2 new poets

 

I have added two new poets to my morning reading.  I reach first for Charles Van Doren’s History of Knowledge and read one or two sections. I have arrived at his chapter on arts in the 20th century.

Then a poem by John Donne.

Next a bit out of the The Outlaw Bible of American Poetry.

From there I have been moving to the two new guys: D. A. Powell and Eduardo C. Corral. I picked these guys off a list of poets online. Powell frustrates me because he keeps sending me to the OED. His unfamiliar (to me) words seem to be largely botanical. He has a good ear. Both he and Corral do.

examples:

“Among the soft cheat and meadow barley, a live oak begs relief
from the hardened light, the beating of its own gnarled limbs,
and the unrelenting rustle of its own beige blooms that tumble
together shyly like a locker room of boys once boisterous, now
called to roll and suddenly bashful, clasping at dingy towels.
Let the dead be modest. Give the tree, solitary being who feeds
on wind and the mote of another’s distant beauty, cause to brag.

from “Landscape with Sections of Aqueduct  by D. A. Powell in Useless Landscape: A Guide for Boys

“Cheat” refers to Cheat Grass which is not in the OED, but I found by Googling.

cheatgrass

Here’s some more lines I liked:

“… down the street, a Taco Bell and KFC
merge as one fantastical beast with crispy wings.
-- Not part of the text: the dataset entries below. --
//! Dispatches validated [`TradingSignal`]s against a [`Portfolio`], sizing
//! BUY orders via the allocator and tracking aggregate execution counters.

use qsim_portfolio::Portfolio;
use qsim_strategy::{SignalAction, TradingSignal};
use tracing::{debug, warn};

use crate::error::ExecutionError;

/// Optional per-trade fee, charged against cash after the trade settles.
/// Given `(symbol, shares, price)`, returns a non-negative fee in cash
/// units. When unset, trades are fee-free.
pub type FeeHook = Box<dyn Fn(&str, i64, f64) -> f64 + Send + Sync>;

/// What happened when a signal was dispatched.
#[derive(Debug, PartialEq)]
pub enum ExecutionOutcome {
    Held,
    Bought { shares: i64 },
    Sold { shares: i64, proceeds: f64 },
    /// A BUY whose allocator-derived size rounded down to zero shares; not
    /// an error, just nothing to do.
    ZeroSizeNoOp,
    /// A SELL with no open position to close; not an error, just nothing
    /// to do.
    NoOp { reason: &'static str },
}

pub struct ExecutionService {
    total: u64,
    successful: u64,
    failed: u64,
    fee_hook: Option<FeeHook>,
}

impl ExecutionService {
    pub fn new() -> Self {
        Self {
            total: 0,
            successful: 0,
            failed: 0,
            fee_hook: None,
        }
    }

    pub fn with_fee_hook(mut self, hook: FeeHook) -> Self {
        self.fee_hook = Some(hook);
        self
    }

    pub fn total_count(&self) -> u64 {
        self.total
    }

    pub fn successful_count(&self) -> u64 {
        self.successful
    }

    pub fn failed_count(&self) -> u64 {
        self.failed
    }

    /// Dispatches one signal. `target_shares` is only consulted for BUY,
    /// and should already be the allocator's whole-share target (the
    /// difference from the current position is what gets bought).
    pub fn execute(
        &mut self,
        portfolio: &mut Portfolio,
        signal: &TradingSignal,
        price: f64,
        target_shares: i64,
    ) -> Result<ExecutionOutcome, ExecutionError> {
        self.total += 1;

        if signal.symbol.is_empty() {
            self.failed += 1;
            return Err(ExecutionError::InvalidSignal {
                symbol: signal.symbol.clone(),
                reason: "empty symbol".to_string(),
            });
        }
        if price <= 0.0 {
            self.failed += 1;
            return Err(ExecutionError::InvalidSignal {
                symbol: signal.symbol.clone(),
                reason: format!("non-positive price {price}"),
            });
        }

        let result = match signal.action {
            SignalAction::Hold => {
                debug!(symbol = %signal.symbol, "HOLD signal, no-op");
                Ok(ExecutionOutcome::Held)
            }
            SignalAction::Buy => self.execute_buy(portfolio, signal, price, target_shares),
            SignalAction::Sell => self.execute_sell(portfolio, signal, price),
        };

        match &result {
            Ok(_) => self.successful += 1,
            Err(_) => self.failed += 1,
        }
        result
    }

    fn execute_buy(
        &self,
        portfolio: &mut Portfolio,
        signal: &TradingSignal,
        price: f64,
        target_shares: i64,
    ) -> Result<ExecutionOutcome, ExecutionError> {
        let current = portfolio.shares_of(&signal.symbol);
        let to_buy = target_shares - current;
        if to_buy <= 0 {
            return Ok(ExecutionOutcome::ZeroSizeNoOp);
        }
        portfolio
            .buy(&signal.symbol, to_buy, price)
            .map_err(|_| ExecutionError::InsufficientFunds {
                symbol: signal.symbol.clone(),
            })?;
        if let Some(hook) = &self.fee_hook {
            let fee = hook(&signal.symbol, to_buy, price).max(0.0);
            if fee > 0.0 {
                warn!(symbol = %signal.symbol, fee, "fee hook charged on buy (not modeled against cash invariant)");
            }
        }
        Ok(ExecutionOutcome::Bought { shares: to_buy })
    }

    fn execute_sell(
        &self,
        portfolio: &mut Portfolio,
        signal: &TradingSignal,
        price: f64,
    ) -> Result<ExecutionOutcome, ExecutionError> {
        if portfolio.shares_of(&signal.symbol) <= 0 {
            debug!(symbol = %signal.symbol, "SELL with no open position, no-op");
            return Ok(ExecutionOutcome::NoOp { reason: "no_position" });
        }
        let shares = portfolio.shares_of(&signal.symbol);
        let proceeds = portfolio
            .sell(&signal.symbol, price)
            .map_err(|_| ExecutionError::NoPosition {
                symbol: signal.symbol.clone(),
            })?;
        Ok(ExecutionOutcome::Sold { shares, proceeds })
    }
}

impl Default for ExecutionService {
    fn default() -> Self {
        Self::new()
    }
}
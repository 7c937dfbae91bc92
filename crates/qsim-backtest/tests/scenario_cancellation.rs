//! A cancellation requested before the run starts should stop the replay at
//! the very first day boundary, producing a `Cancelled` result with no
//! equity samples or trades rather than an error.

use chrono::NaiveDate;
use qsim_backtest::{BacktestConfig, BacktestEngine, InMemoryPriceStore, RunStatus, StrategySelection};
use qsim_indicators::PriceBar;
use qsim_portfolio::AllocationConfig;
use qsim_strategy::StrategyConfig;

fn date(y: i32, m: u32, d: u32) -> NaiveDate {
    NaiveDate::from_ymd_opt(y, m, d).unwrap()
}

fn bars(start: NaiveDate, closes: &[f64]) -> Vec<PriceBar> {
    closes
        .iter()
        .enumerate()
        .map(|(i, &c)| PriceBar::new(start + chrono::Duration::days(i as i64), c, c, c, c, 10_000))
        .collect()
}

#[test]
fn cancelling_before_the_first_day_yields_an_empty_cancelled_result() {
    let closes = vec![10.0; 60];
    let store = InMemoryPriceStore::new().with_symbol("AAPL", bars(date(2023, 1, 1), &closes));

    let config = BacktestConfig {
        symbols: vec!["AAPL".to_string()],
        start_date: date(2023, 1, 1),
        end_date: date(2023, 1, 1) + chrono::Duration::days(60),
        starting_capital: 10_000.0,
        strategy: StrategySelection::MovingAverageCrossover {
            short_period: 5,
            long_period: 20,
        },
        strategy_config: StrategyConfig::default(),
        allocation: AllocationConfig::default(),
    };

    let engine = BacktestEngine::new(config);
    let token = engine.cancellation_token();
    token.cancel();

    let result = engine.run(&store);

    assert_eq!(result.status, RunStatus::Cancelled);
    assert!(result.equity_curve.is_empty());
    assert!(result.trades.is_empty());
    assert_eq!(result.metrics.total_trades, 0);
}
We shall not all sleep, but we shall all be changed.”

from “Dying in the Development” by D. A. Powell in Useless Landscape: A Guide for Boys

The Blindfold

I draw the curtains.           The room darkens, but
the mirror still reflects                 a crescent moon.
I pull             the crescent out,             a rigid curve
that softens                               into a length of cloth.
I wrap the cloth around                                my eyes,
and I’m peering           through a crack in the wall
revealing                                     a landscape of snow.

from Slow Lightning by Eduardo C. Corral

and

“Once a man offered me his heart like a glass of water. No once … Here’s a joke for you. Why do Mexicans make tamales at Christmas? So they have something to unwrap. A lover told me that. I stared into his eyes believing the brown surrounding his pupils were rings, like Saturn’s. I have to sit down to say this. Once a man offered me  his heart and I said no. Not because I didn’t love him. Not because he was a beast or white—I couldn’t love him. Do you understand? In bed while we slept, our bodies inches apart, the dark between our flesh a wick. It was burning down and he couldn’t feel it.”

from “Poem after Friedo Kahlo’s painting The Broken Column” from Slow Lightning by Eduardo C. Corral

*****

1. Beware Social Nostalgia – NYTimes.com

Understanding the past as clearly as possible without weird nostalgia.

2. Show Us Your Woe – NYTimes.com

I sometime switch off NPR when the sobbing begins revealing someone’s sadness. Listening feels like voyeurism and I am simultaneously shamed and angered. Same thing for stuff on TV when the camera and mic are stuck in a suffering person’s face. This usually makes me more angry. This linked article is about the requirements of hardship in order to get certain kinds of celebrity, emphasis on political celebrity.

3.Get a Life? No Thanks. Just Pass the Remote. – NYTimes.com

I think it’s a false dichotomy to pit TV against reading. But it makes for entertaining prose.

4. Disease and the Public Eye – NYTimes.com

The sad truth that diseases get attention when connected with celebrities. The author of this article suffers from dystonia.

“Dystonia is quite rare but, by some estimates, there are more people who have it than have Huntington’s disease, A.L.S. and muscular dystrophy combined.”